# B.C. Aquaria is awesome



## Teal'c (Apr 22, 2010)

Hello Fellow aquarium enthusiasts,

I have been a part of BC Aquaria for many years now and I am still very impressed with the members and the community here. Members that are very knowledgeable, kind, helpful. A great community feeling. Also I have never been giving a reason to not allow fellow members to stop by the house to complete a transaction. Unlike craigslist where I would prefer a neutral location. Like today for example, I had a lot of free equipment I no longer needed. Members would read the whole ad, ask questions when necessary, and would follow directions very easily to help make the transaction easy. It is also nice to hear stories of what setups they are running, and what kind of livestock they have. I hope that all members would give themselves a pat on the back for making this community a great one.
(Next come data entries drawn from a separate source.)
use crate::db;
use crate::ipc::error::{err, ok};
use crate::ipc::helpers::{get_required_str, require_admin, scope_of, with_conn, HandlerErr};
use crate::ipc::types::{AppState, Request};
use rusqlite::Connection;
use serde_json::json;
use std::path::PathBuf;

fn handle_health(state: &mut AppState, req: &Request) -> serde_json::Value {
    ok(
        &req.id,
        json!({
            "version": env!("CARGO_PKG_VERSION"),
            "workspacePath": state.workspace.as_ref().map(|p| p.to_string_lossy().to_string())
        }),
    )
}

fn handle_workspace_select(state: &mut AppState, req: &Request) -> serde_json::Value {
    let p = req
        .params
        .get("path")
        .and_then(|v| v.as_str())
        .map(PathBuf::from);
    let Some(path) = p else {
        return err(&req.id, "bad_params", "missing params.path", None);
    };

    match db::open_db(&path) {
        Ok(conn) => {
            tracing::info!(workspace = %path.to_string_lossy(), "workspace opened");
            state.workspace = Some(path.clone());
            state.db = Some(conn);
            ok(&req.id, json!({ "workspacePath": path.to_string_lossy() }))
        }
        Err(e) => err(&req.id, "db_open_failed", format!("{e:?}"), None),
    }
}

fn settings_get(conn: &Connection, params: &serde_json::Value) -> Result<serde_json::Value, HandlerErr> {
    let key = get_required_str(params, "key")?;
    let value = db::settings_get_json(conn, &key)
        .map_err(|e| HandlerErr::new("db_query_failed", e.to_string()))?;
    Ok(json!({ "key": key, "value": value }))
}

fn settings_update(
    conn: &Connection,
    params: &serde_json::Value,
) -> Result<serde_json::Value, HandlerErr> {
    require_admin(&scope_of(params))?;
    let key = get_required_str(params, "key")?;
    let Some(value) = params.get("value") else {
        return Err(HandlerErr::new("bad_params", "missing value"));
    };
    db::settings_set_json(conn, &key, value)
        .map_err(|e| HandlerErr::new("db_update_failed", e.to_string()))?;
    Ok(json!({ "ok": true }))
}

pub fn try_handle(state: &mut AppState, req: &Request) -> Option<serde_json::Value> {
    match req.method.as_str() {
        "health" => Some(handle_health(state, req)),
        "workspace.select" => Some(handle_workspace_select(state, req)),
        "settings.get" => Some(with_conn(state, req, settings_get)),
        "settings.update" => Some(with_conn(state, req, settings_update)),
        _ => None,
    }
}
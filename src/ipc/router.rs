use super::handlers;
use super::types::{AppState, Request};
use crate::ipc::error::err;

pub fn handle_request(state: &mut AppState, req: Request) -> serde_json::Value {
    if let Some(resp) = handlers::core::try_handle(state, &req) {
        return resp;
    }
    if let Some(resp) = handlers::classes::try_handle(state, &req) {
        return resp;
    }
    if let Some(resp) = handlers::subjects::try_handle(state, &req) {
        return resp;
    }
    if let Some(resp) = handlers::teachers::try_handle(state, &req) {
        return resp;
    }
    if let Some(resp) = handlers::students::try_handle(state, &req) {
        return resp;
    }
    if let Some(resp) = handlers::parents::try_handle(state, &req) {
        return resp;
    }
    if let Some(resp) = handlers::lessons::try_handle(state, &req) {
        return resp;
    }
    if let Some(resp) = handlers::assessments::try_handle(state, &req) {
        return resp;
    }
    if let Some(resp) = handlers::results::try_handle(state, &req) {
        return resp;
    }
    if let Some(resp) = handlers::attendance::try_handle(state, &req) {
        return resp;
    }
    if let Some(resp) = handlers::fees::try_handle(state, &req) {
        return resp;
    }
    if let Some(resp) = handlers::bulletin::try_handle(state, &req) {
        return resp;
    }
    if let Some(resp) = handlers::messages::try_handle(state, &req) {
        return resp;
    }
    if let Some(resp) = handlers::backup::try_handle(state, &req) {
        return resp;
    }

    err(
        &req.id,
        "not_implemented",
        format!("unknown method: {}", req.method),
        None,
    )
}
Thank you to mods and members for making this community a great one

Feel free to add a comment of how cool BC Aquaria is to you

Have a great day All!!!!

Teal'c AKA Jason


----------



## CRS Fan (Apr 21, 2010)

Thank you, Jason. We, as a forum, don't hear this type of feedback often enough. It is nice to hear that BC Aquaria still has some steadfast proponents.

Best regards,

Stuart

Sent from Petguide.com Free App


----------



## Durogity (Jun 10, 2013)

It is a great place, the very few people I have met in person are great as I imagine the rest of you will be once I get to meet you as well

Cheers to all you great people,
Durogity aka Jason as well lol


----------



## shift (Dec 21, 2012)

I have easily meet atleast 8 people from the from via various transaction and all have been a pleasure to deal with and chat too


----------



## effox (Apr 21, 2010)

Never had a bad experience either. Probably met about 60 members, great people


----------



## Diztrbd1 (Apr 21, 2010)

*Hi My name is John. I am a BCAquariaholic!!! * thanks to the great community here I will never be "sober" from this addiction lol 
I have met, dealt with, worked for and with alot of members and sponsors and I can honestly say each and every person I have met, has been great. I have made lots of friends and a few enemies along the way lol like me or not ...I'm gonna be around for awhile :bigsmile: Regardless of what happens with the site (new ownership, members or whatever), it has remained unchanged when it comes to awesome, generous, knowledgeable & helpful people. Thats what makes BCA awesome IMHO & why it is my favorite aquatic forum!! BCA ROCKS!


----------



## scott tang (Jan 29, 2012)

met 50 plus people from here all goo revews


----------



## Tazzy_toon (Jul 25, 2011)

I came here with absolutely no idea what I was doing when my son gave me a VERY unkempt 5g fluval edge. People here have been extremely supportive and helpful. I always enjoy meeting other members with the same interests as myself and love seeing and being inspired by other peoples tanks and also love being able to share my small projects with others, since I quickly came down with MTS. hehehe. One day if space ever allows I will get to have a larger project, but for now i'm am stuck with nano style tanks. If I didn't find this forum, i probably would have given up the hobby altogether. So thank you to everyone in this forum, you are all awesome and especially to the Mods for always keeping the community running smoothly. 
Debi aka tazzy_toon


----------



## jhj0112 (Jul 30, 2013)

Only time that I'm not on this site is when I sleep. I met many fabious people through this website and got tons of help from alot of people! To me and my girls, this website and fish keeping are life saver!(literally) so thank you all!!!!!

jhj0112 aka David, Chantal, Alicia


----------